A ‘Game-Changing’ Quality Assurance System for Jewellery Workmanship
September 6, 2017
A woman walks out of a big-city, up-market jewellers. She and her husband have just made a remarkable purchase: a platinum ring featuring a 22-carat (ct), GIA-graded diamond centre stone.
She proceeds across town, often admiring the sparkle on her finger, as she continues with her day.
A few hours later, she claps along with fellow patrons at a charity auction and her gaze falls again to the ring. She is shocked to see that the beautiful diamond is gone.
“One minor blow pushed that huge diamond out,” says Mark Mann, GIA’s senior director of global Jewelry Manufacturing Arts (JMA).
Mann served as an expert witness when this scenario – unfortunately, a real case – unfolded and went to court more than three decades ago. He says the ring made it to the sales floor despite “serious errors in design, engineering and workmanship” that left it primed for failure.
Cases of jewellery failure – lost stones, broken prongs, inconsistent sizing and distorted shapes – have been “an ongoing issue for the trade,” Mann says. The cringe-inducing real-life consequences include inconsistent quality, lost sales and damaged reputations, and can affect everyone from the largest jewellery manufacturers to the smallest bricks-and-mortar retail shop.

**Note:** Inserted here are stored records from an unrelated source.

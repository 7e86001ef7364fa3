use actcore::{
    ActivityBehavior, ActivityError, ActivityExecutionResult, ActivityFrame, ExecutionContext,
    NamedActivity, StateProperty, WorkflowExpression,
};
use actruntime::{ActivityFactory, ActivityMetadata};
use async_trait::async_trait;

/// Absolute value of a numeric expression, written to output `Result`
pub struct Absolute;

impl Absolute {
    pub const VALUE_EXPRESSION: StateProperty<WorkflowExpression> =
        StateProperty::new("valueExpression");
    pub const RESULT: &'static str = "Result";
}

impl NamedActivity for Absolute {
    const TYPE_NAME: &'static str = "Absolute";
}

#[async_trait]
impl ActivityBehavior for Absolute {
    async fn execute(
        &self,
        frame: &mut ActivityFrame<'_>,
        ctx: &mut ExecutionContext<'_>,
    ) -> Result<ActivityExecutionResult, ActivityError> {
        let expression = Self::VALUE_EXPRESSION.require(frame.state)?;
        let value: f64 = ctx.evaluate_as(&expression, ctx.cancellation()).await?;

        frame.output.set(Self::RESULT, value.abs());
        Ok(ActivityExecutionResult::done())
    }
}

pub struct AbsoluteFactory;

impl ActivityFactory for AbsoluteFactory {
    fn type_name(&self) -> &str {
        Absolute::TYPE_NAME
    }

    fn create(&self) -> Result<Box<dyn ActivityBehavior>, ActivityError> {
        Ok(Box::new(Absolute))
    }

    fn metadata(&self) -> ActivityMetadata {
        ActivityMetadata {
            description: "Absolute value of a numeric expression".to_string(),
            category: "math".to_string(),
        }
    }
}
use crate::{ExpressionError, ExpressionEvaluator, Value, Variables, WorkflowExpression};
use serde::de::DeserializeOwned;
use std::sync::Arc;
use tokio_util::sync::CancellationToken;

/// Variable scoping and expression evaluation for one activity execution.
///
/// Lookups walk the scopes in precedence order:
///
/// 1. workflow-input scope (including writes staged by the running activity)
/// 2. launch scope, injected by the engine for this run
/// 3. node-local scope of the running activity
///
/// Writes always target the workflow-input scope. They are staged on the
/// context and only reach the workflow once the engine commits them via
/// [`ExecutionContext::into_writes`], so an aborted activity never leaves a
/// scope half-written.
pub struct ExecutionContext<'a> {
    workflow_id: &'a str,
    correlation_id: Option<&'a str>,
    activity_id: String,
    workflow_input: &'a Variables,
    launch: &'a Variables,
    local: Variables,
    staged: Variables,
    evaluator: Arc<dyn ExpressionEvaluator>,
    cancellation: CancellationToken,
}

impl<'a> ExecutionContext<'a> {
    pub fn new(
        workflow_input: &'a Variables,
        launch: &'a Variables,
        evaluator: Arc<dyn ExpressionEvaluator>,
    ) -> Self {
        Self {
            workflow_id: "",
            correlation_id: None,
            activity_id: String::new(),
            workflow_input,
            launch,
            local: Variables::new(),
            staged: Variables::new(),
            evaluator,
            cancellation: CancellationToken::new(),
        }
    }

    pub fn with_identity(mut self, workflow_id: &'a str, correlation_id: Option<&'a str>) -> Self {
        self.workflow_id = workflow_id;
        self.correlation_id = correlation_id;
        self
    }

    /// Enter an activity: its id and node-local scope become visible.
    pub fn with_activity(mut self, activity_id: impl Into<String>, local: Variables) -> Self {
        self.activity_id = activity_id.into();
        self.local = local;
        self
    }

    pub fn with_cancellation(mut self, cancellation: CancellationToken) -> Self {
        self.cancellation = cancellation;
        self
    }

    pub fn workflow_id(&self) -> &str {
        self.workflow_id
    }

    pub fn correlation_id(&self) -> Option<&str> {
        self.correlation_id
    }

    pub fn activity_id(&self) -> &str {
        &self.activity_id
    }

    /// Cancellation signal of the run this activity belongs to
    pub fn cancellation(&self) -> &CancellationToken {
        &self.cancellation
    }

    pub fn get_variable(&self, name: &str) -> Option<Value> {
        self.staged
            .get(name)
            .or_else(|| self.workflow_input.get(name))
            .or_else(|| self.launch.get(name))
            .or_else(|| self.local.get(name))
            .cloned()
    }

    /// Upsert into the workflow-input scope. Last writer wins.
    pub fn set_variable(&mut self, name: impl Into<String>, value: impl Into<Value>) {
        let name = name.into();
        tracing::debug!(activity = %self.activity_id, variable = %name, "set workflow variable");
        self.staged.set(name, value);
    }

    /// Copy the currently visible value of `name` into the workflow-input
    /// scope. Returns `false` when nothing by that name is visible.
    pub fn promote(&mut self, name: &str) -> bool {
        match self.get_variable(name) {
            Some(value) => {
                self.set_variable(name, value);
                true
            }
            None => false,
        }
    }

    /// Flatten all scopes into one map, higher-precedence scopes winning.
    pub fn visible_variables(&self) -> Variables {
        let mut visible = self.local.clone();
        visible.extend_from(self.launch);
        visible.extend_from(self.workflow_input);
        visible.extend_from(&self.staged);
        visible
    }

    pub async fn evaluate(
        &self,
        expression: &WorkflowExpression,
        cancellation: &CancellationToken,
    ) -> Result<Value, ExpressionError> {
        if cancellation.is_cancelled() {
            return Err(ExpressionError::Cancelled);
        }

        let visible = self.visible_variables();
        tracing::debug!(
            activity = %self.activity_id,
            syntax = %expression.syntax,
            "evaluating expression"
        );

        tokio::select! {
            biased;
            _ = cancellation.cancelled() => Err(ExpressionError::Cancelled),
            result = self.evaluator.evaluate(expression, &visible) => result,
        }
    }

    pub async fn evaluate_as<T: DeserializeOwned>(
        &self,
        expression: &WorkflowExpression,
        cancellation: &CancellationToken,
    ) -> Result<T, ExpressionError> {
        let value = self.evaluate(expression, cancellation).await?;
        serde_json::from_value(value.to_json()).map_err(|e| ExpressionError::Coercion {
            expected: std::any::type_name::<T>().to_string(),
            reason: e.to_string(),
        })
    }

    /// Evaluate and, only if evaluation succeeds, write the result to the
    /// workflow-input scope under `name`.
    pub async fn evaluate_into(
        &mut self,
        name: impl Into<String>,
        expression: &WorkflowExpression,
        cancellation: &CancellationToken,
    ) -> Result<Value, ExpressionError> {
        let value = self.evaluate(expression, cancellation).await?;
        self.set_variable(name, value.clone());
        Ok(value)
    }

    pub fn staged_writes(&self) -> &Variables {
        &self.staged
    }

    /// Hand the staged workflow-input writes to the engine for commit.
    pub fn into_writes(self) -> Variables {
        self.staged
    }
}

#[cfg(test)]
mod tests {
    use super::*;
    use crate::DefaultEvaluator;
    use async_trait::async_trait;

    fn evaluator() -> Arc<dyn ExpressionEvaluator> {
        Arc::new(DefaultEvaluator)
    }

    #[test]
    fn test_precedence_input_then_launch_then_local() {
        let input = Variables::new().with("shared", "input");
        let launch = Variables::new().with("shared", "launch").with("glo", "launch");
        let local = Variables::new()
            .with("shared", "local")
            .with("glo", "local")
            .with("luna", "local");

        let ctx = ExecutionContext::new(&input, &launch, evaluator()).with_activity("a", local);

        assert_eq!(ctx.get_variable("shared"), Some(Value::from("input")));
        assert_eq!(ctx.get_variable("glo"), Some(Value::from("launch")));
        assert_eq!(ctx.get_variable("luna"), Some(Value::from("local")));
        assert_eq!(ctx.get_variable("missing"), None);
    }

    #[test]
    fn test_write_shadows_launch_value() {
        let input = Variables::new();
        let launch = Variables::new().with("glo", "launch");
        let mut ctx = ExecutionContext::new(&input, &launch, evaluator());

        ctx.set_variable("glo", "rewritten");
        assert_eq!(ctx.get_variable("glo"), Some(Value::from("rewritten")));
        assert_eq!(ctx.into_writes().get("glo"), Some(&Value::from("rewritten")));
    }

    #[test]
    fn test_promote_copies_local_into_writes() {
        let input = Variables::new();
        let launch = Variables::new();
        let mut ctx = ExecutionContext::new(&input, &launch, evaluator())
            .with_activity("a", Variables::new().with("luna", 7.0));

        assert!(ctx.staged_writes().is_empty());
        assert!(ctx.promote("luna"));
        assert!(!ctx.promote("nothing"));
        assert_eq!(ctx.staged_writes().get("luna"), Some(&Value::Number(7.0)));
    }

    #[tokio::test]
    async fn test_evaluate_sees_staged_writes() {
        let input = Variables::new();
        let launch = Variables::new();
        let mut ctx = ExecutionContext::new(&input, &launch, evaluator());
        let token = CancellationToken::new();

        ctx.set_variable("x", 3.0);
        let value = ctx
            .evaluate(&WorkflowExpression::variable("x"), &token)
            .await
            .unwrap();
        assert_eq!(value, Value::Number(3.0));
    }

    #[tokio::test]
    async fn test_evaluate_as_reports_coercion() {
        let input = Variables::new().with("x", "text");
        let launch = Variables::new();
        let ctx = ExecutionContext::new(&input, &launch, evaluator());
        let token = CancellationToken::new();

        let err = ctx
            .evaluate_as::<f64>(&WorkflowExpression::variable("x"), &token)
            .await
            .unwrap_err();
        assert!(matches!(err, ExpressionError::Coercion { .. }));
    }

    struct Pending;

    #[async_trait]
    impl ExpressionEvaluator for Pending {
        async fn evaluate(
            &self,
            _expression: &WorkflowExpression,
            _variables: &Variables,
        ) -> Result<Value, ExpressionError> {
            std::future::pending().await
        }
    }

    #[tokio::test]
    async fn test_cancelled_evaluation_writes_nothing() {
        let input = Variables::new();
        let launch = Variables::new();
        let mut ctx = ExecutionContext::new(&input, &launch, Arc::new(Pending));
        let token = CancellationToken::new();

        let trigger = token.clone();
        tokio::spawn(async move {
            tokio::time::sleep(std::time::Duration::from_millis(10)).await;
            trigger.cancel();
        });

        let result = ctx
            .evaluate_into("x", &WorkflowExpression::literal("1"), &token)
            .await;
        assert_eq!(result, Err(ExpressionError::Cancelled));
        assert!(ctx.get_variable("x").is_none());
        assert!(ctx.into_writes().is_empty());
    }
}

Mann stresses that, for consumers, it doesn’t matter whether the missing stone is 22 carats or .02 carat – the emotional and mental effects are devastating.
“It’s disappointing at any price point,” he says. “And though jewellery failure is sometimes out of our hands, it’s often preventable.”
The Quality Assurance Benchmarks used in our JMA programmes have proven to be powerful electronic, written and visual criterion that our QA team uses to provide students with real-time, appropriate industry feedback. They help to hone their knowledge on how to design, engineer and make quality jewellery.
Mann points to a couple of overriding factors that perpetuate the problem of jewellery failure.
“Consumers are trusting and have some preconceived notions about quality assurance,” he says. “When we go out and buy a car, the industry is so highly regulated that things are assumed. But even within a highly regulated industry, where quality absolutely has to be ensured, there are problems. There is no overarching, governing body that guides our industry as there is with other trades like vehicle or equipment manufacturing, so of course issues come up.”
In addition to the lack of regulation, jewellers, manufacturers and retailers are rarely able to communicate clearly and consistently about workmanship.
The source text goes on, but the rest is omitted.